• How to complete this task:
If a line in the entries below holds the string "already", copy it.

(Data excerpts)
================================
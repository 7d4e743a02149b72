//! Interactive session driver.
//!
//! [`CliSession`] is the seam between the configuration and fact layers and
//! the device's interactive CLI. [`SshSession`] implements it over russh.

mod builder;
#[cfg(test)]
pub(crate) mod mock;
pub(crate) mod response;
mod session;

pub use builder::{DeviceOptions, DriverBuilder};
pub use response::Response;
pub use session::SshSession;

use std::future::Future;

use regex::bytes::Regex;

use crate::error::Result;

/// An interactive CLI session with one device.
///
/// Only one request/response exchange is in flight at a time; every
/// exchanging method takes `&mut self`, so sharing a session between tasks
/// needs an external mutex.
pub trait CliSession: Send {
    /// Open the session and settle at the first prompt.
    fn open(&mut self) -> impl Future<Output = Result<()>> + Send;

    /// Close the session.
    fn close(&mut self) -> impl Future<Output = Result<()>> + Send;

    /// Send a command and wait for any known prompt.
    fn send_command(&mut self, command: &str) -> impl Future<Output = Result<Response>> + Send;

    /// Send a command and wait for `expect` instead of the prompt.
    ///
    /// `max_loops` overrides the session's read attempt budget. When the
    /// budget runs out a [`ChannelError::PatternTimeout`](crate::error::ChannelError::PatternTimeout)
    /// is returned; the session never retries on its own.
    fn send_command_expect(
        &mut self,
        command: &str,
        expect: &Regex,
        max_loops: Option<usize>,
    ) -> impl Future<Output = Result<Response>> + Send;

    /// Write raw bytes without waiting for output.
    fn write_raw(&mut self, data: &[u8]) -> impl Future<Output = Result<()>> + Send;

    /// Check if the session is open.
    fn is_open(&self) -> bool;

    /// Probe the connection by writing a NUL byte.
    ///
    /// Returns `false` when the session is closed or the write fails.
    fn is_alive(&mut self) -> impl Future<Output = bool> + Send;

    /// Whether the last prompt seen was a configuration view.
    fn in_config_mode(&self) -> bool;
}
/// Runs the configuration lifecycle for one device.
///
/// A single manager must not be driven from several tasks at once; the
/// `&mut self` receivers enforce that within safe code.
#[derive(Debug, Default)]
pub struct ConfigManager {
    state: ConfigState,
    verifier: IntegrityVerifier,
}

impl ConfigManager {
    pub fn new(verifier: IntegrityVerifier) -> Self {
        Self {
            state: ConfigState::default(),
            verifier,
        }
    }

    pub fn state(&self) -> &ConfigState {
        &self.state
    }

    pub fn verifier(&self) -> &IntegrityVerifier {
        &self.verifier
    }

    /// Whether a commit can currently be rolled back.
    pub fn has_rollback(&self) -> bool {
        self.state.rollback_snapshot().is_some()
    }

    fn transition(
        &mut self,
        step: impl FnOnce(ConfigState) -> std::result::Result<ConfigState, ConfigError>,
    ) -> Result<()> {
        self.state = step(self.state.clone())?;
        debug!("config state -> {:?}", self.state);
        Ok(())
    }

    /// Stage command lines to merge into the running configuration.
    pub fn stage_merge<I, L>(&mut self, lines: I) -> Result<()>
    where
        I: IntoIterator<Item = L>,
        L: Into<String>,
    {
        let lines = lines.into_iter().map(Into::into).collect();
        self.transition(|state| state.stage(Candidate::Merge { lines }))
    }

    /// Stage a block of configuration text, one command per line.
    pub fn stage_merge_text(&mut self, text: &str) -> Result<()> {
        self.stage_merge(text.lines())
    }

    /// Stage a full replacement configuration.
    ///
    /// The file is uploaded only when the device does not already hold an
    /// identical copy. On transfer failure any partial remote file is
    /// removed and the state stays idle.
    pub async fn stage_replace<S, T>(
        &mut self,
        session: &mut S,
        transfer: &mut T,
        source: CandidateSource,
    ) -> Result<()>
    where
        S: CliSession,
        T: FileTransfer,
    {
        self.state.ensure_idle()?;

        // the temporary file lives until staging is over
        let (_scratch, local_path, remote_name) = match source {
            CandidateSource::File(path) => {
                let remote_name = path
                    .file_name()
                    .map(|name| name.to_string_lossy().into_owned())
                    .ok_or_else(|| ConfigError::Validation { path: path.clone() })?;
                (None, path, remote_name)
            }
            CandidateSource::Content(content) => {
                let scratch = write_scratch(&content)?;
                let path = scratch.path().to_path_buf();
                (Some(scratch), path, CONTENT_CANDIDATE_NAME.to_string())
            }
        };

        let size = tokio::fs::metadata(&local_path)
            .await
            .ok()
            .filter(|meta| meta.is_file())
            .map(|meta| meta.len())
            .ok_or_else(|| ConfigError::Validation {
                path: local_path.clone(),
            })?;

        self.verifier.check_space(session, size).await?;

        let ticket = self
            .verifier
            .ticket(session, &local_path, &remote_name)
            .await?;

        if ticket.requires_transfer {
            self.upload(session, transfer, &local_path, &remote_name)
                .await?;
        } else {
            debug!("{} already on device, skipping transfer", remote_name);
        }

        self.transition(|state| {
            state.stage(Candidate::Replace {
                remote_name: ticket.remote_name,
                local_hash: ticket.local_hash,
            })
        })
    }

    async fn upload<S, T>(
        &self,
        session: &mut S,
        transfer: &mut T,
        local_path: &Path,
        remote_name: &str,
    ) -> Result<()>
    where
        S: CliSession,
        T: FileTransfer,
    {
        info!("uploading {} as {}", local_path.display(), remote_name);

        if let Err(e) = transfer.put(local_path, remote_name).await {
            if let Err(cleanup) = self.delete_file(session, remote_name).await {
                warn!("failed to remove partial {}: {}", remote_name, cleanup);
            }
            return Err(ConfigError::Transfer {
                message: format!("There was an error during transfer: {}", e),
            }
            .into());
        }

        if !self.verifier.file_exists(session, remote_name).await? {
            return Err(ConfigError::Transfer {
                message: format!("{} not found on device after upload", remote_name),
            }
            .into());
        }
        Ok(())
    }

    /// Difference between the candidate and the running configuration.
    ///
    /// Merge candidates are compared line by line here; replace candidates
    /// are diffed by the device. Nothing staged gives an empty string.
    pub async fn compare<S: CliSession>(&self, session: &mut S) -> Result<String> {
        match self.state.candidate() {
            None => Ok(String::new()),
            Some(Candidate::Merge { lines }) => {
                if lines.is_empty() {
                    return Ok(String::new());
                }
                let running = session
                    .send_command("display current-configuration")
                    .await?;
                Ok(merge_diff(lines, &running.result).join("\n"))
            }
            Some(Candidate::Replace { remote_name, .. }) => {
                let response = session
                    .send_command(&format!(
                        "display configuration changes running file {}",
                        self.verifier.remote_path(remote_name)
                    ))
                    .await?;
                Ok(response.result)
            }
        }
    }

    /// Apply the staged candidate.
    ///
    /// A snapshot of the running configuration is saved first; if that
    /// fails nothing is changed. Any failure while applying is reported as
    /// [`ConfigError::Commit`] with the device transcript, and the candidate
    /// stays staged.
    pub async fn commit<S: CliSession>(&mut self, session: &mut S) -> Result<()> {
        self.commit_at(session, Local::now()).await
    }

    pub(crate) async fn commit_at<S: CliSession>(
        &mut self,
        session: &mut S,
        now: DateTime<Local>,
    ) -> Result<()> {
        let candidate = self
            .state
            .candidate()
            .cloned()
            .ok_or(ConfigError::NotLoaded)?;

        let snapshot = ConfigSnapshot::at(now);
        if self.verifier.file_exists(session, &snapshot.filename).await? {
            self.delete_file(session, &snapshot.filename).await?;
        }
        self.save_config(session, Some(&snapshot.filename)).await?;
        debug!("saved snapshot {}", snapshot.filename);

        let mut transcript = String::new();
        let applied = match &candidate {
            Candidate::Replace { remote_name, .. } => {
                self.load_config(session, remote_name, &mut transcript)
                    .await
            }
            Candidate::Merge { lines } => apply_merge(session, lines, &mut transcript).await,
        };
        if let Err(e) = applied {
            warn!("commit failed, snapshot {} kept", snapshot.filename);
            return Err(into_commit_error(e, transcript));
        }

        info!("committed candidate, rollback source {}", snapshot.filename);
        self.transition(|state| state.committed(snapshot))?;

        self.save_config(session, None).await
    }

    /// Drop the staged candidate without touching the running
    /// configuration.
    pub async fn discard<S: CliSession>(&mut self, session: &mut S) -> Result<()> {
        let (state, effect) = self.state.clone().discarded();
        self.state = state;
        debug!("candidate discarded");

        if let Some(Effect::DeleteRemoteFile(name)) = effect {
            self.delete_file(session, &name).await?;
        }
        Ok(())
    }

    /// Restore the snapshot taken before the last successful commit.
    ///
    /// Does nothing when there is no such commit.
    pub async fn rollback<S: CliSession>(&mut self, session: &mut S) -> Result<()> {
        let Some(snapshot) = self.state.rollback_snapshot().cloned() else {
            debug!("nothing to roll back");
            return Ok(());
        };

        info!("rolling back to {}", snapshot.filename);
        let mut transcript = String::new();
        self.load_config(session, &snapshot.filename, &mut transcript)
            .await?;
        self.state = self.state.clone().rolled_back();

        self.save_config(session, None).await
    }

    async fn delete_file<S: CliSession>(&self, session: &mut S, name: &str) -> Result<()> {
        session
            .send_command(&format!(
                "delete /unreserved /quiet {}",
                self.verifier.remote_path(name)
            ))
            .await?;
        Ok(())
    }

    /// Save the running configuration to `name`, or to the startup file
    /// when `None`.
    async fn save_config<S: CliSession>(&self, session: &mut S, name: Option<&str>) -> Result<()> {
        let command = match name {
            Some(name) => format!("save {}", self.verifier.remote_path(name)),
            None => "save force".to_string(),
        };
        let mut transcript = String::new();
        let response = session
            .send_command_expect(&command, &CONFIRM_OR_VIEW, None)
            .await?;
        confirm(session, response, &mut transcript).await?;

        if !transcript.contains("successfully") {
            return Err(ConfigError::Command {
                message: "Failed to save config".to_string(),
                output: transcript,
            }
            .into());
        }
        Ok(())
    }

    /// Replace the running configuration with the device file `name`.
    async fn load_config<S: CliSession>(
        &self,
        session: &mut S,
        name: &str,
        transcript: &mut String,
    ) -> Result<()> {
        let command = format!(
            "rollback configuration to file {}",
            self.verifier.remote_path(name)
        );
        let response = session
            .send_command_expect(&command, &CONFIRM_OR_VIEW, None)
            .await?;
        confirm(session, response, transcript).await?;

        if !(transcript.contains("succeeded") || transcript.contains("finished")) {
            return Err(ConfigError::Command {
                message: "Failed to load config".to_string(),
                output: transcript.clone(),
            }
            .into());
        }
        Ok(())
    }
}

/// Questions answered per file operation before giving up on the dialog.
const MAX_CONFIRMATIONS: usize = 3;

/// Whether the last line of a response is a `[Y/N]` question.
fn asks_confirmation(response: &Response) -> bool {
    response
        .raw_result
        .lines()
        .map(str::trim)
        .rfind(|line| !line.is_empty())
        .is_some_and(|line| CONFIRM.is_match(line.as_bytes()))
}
================================
• Answer:
    /// The file is uploaded only when the device does not already hold an
            debug!("{} already on device, skipping transfer", remote_name);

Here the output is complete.